_WHAT THE TASK REQUIRES_
If a line in the entries contains the string "crds", include that line in your answer.

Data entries
● ● ● ● ●
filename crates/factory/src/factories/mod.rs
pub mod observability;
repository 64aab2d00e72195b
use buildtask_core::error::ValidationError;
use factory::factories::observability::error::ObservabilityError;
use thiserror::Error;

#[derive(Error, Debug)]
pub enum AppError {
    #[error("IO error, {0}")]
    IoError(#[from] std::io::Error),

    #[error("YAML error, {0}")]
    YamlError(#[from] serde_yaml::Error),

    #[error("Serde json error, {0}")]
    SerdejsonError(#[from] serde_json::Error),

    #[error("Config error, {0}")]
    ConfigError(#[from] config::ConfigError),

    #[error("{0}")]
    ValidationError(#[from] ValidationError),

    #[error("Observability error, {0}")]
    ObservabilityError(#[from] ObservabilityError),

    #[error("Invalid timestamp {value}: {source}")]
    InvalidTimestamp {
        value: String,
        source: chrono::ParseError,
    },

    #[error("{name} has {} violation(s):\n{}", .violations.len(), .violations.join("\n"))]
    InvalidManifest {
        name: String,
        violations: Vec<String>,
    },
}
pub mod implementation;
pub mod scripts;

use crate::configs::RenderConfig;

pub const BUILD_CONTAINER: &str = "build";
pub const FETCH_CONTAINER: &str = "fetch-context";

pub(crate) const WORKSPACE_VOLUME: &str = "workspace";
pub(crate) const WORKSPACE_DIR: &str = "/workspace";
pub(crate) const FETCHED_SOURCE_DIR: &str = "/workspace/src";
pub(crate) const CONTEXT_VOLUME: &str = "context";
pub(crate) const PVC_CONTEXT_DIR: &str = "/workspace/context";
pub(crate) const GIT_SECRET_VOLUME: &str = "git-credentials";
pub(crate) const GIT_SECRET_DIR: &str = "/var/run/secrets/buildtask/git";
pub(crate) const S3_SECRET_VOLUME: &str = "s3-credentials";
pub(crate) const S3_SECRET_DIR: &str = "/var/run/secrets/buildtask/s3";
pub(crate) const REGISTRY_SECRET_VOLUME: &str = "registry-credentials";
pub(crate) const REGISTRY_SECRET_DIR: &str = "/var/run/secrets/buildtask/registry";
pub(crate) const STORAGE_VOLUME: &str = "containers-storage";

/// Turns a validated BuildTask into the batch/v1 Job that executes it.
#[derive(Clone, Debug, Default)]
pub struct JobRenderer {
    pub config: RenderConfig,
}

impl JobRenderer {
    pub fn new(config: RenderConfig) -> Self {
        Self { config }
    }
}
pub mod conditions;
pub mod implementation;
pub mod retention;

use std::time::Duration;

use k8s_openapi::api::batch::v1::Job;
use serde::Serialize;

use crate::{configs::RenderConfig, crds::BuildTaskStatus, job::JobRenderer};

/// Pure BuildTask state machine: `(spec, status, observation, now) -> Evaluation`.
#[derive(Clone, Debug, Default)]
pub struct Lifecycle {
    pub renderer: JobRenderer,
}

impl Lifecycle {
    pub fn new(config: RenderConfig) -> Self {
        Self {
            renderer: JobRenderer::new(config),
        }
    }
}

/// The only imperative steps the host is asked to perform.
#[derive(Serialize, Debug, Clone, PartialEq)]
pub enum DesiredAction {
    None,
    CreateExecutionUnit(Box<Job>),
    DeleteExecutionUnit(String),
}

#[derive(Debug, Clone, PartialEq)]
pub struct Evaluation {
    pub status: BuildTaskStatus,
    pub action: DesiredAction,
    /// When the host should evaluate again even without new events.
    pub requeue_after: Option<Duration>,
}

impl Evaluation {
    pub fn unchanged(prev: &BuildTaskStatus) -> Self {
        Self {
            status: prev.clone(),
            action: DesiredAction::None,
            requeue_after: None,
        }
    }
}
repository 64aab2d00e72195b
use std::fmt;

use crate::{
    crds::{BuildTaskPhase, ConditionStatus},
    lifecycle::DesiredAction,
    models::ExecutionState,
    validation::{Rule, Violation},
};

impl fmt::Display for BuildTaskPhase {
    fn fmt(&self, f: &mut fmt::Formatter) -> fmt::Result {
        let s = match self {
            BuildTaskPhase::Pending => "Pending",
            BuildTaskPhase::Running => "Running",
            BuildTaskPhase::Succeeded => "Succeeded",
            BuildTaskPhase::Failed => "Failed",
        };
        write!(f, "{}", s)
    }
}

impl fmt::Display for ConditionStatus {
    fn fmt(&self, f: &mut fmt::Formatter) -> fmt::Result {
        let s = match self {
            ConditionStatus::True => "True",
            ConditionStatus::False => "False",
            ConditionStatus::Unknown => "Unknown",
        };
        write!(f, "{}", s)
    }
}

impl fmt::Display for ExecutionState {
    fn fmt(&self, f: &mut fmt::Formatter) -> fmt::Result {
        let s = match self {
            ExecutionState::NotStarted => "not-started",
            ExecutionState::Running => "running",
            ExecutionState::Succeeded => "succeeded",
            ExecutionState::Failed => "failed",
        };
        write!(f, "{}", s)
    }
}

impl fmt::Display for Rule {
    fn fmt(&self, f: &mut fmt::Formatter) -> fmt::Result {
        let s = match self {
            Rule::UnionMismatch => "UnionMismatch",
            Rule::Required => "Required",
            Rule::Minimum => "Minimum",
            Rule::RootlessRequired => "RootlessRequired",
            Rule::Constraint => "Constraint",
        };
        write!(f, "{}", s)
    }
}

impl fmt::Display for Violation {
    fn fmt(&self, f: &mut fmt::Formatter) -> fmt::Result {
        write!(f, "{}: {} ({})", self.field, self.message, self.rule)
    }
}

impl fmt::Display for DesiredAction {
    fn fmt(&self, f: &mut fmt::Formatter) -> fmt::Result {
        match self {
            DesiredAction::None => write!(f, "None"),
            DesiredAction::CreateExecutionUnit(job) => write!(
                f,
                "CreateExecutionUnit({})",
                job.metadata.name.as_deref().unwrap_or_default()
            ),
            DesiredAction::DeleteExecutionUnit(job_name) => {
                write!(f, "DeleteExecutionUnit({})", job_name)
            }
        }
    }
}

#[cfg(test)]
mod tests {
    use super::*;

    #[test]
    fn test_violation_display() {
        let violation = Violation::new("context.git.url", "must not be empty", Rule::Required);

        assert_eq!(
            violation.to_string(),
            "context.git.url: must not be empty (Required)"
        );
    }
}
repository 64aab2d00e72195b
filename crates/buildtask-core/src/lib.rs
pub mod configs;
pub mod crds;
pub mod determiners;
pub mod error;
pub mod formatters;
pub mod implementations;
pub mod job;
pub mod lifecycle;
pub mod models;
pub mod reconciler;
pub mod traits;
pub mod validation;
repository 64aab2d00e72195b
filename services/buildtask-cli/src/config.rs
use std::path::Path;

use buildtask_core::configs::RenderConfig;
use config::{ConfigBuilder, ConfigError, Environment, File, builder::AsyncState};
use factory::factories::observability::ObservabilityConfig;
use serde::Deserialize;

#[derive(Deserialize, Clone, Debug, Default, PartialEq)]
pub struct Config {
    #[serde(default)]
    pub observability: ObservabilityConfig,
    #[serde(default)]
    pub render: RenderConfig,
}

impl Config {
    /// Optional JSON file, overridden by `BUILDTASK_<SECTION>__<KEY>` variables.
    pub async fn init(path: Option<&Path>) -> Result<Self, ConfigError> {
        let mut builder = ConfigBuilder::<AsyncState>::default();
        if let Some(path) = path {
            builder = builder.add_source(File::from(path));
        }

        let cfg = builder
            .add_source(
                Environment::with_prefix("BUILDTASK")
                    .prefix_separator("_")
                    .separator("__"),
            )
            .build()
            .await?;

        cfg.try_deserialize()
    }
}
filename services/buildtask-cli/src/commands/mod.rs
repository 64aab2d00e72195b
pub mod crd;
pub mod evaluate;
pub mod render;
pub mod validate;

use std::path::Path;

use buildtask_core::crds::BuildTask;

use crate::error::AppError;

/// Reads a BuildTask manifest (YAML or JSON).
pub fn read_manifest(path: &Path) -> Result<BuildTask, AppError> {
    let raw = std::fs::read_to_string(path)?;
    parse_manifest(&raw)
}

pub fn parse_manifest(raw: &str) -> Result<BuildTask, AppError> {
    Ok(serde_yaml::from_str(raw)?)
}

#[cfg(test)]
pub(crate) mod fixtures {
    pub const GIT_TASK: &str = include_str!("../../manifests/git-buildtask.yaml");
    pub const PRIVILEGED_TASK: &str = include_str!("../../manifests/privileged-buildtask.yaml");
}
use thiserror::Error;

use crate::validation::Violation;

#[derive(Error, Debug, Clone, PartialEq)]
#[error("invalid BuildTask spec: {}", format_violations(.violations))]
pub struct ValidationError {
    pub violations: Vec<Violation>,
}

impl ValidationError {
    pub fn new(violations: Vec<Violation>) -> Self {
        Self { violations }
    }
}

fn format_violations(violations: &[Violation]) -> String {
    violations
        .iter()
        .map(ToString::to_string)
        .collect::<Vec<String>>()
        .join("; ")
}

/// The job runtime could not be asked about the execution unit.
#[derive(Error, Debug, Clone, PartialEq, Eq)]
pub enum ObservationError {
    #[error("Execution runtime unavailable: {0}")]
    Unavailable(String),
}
● ● ● ● ●
_SOLUTION_
use crate::{configs::RenderConfig, crds::BuildTaskStatus, job::JobRenderer};
    crds::{BuildTaskPhase, ConditionStatus},
pub mod crds;
use buildtask_core::crds::BuildTask;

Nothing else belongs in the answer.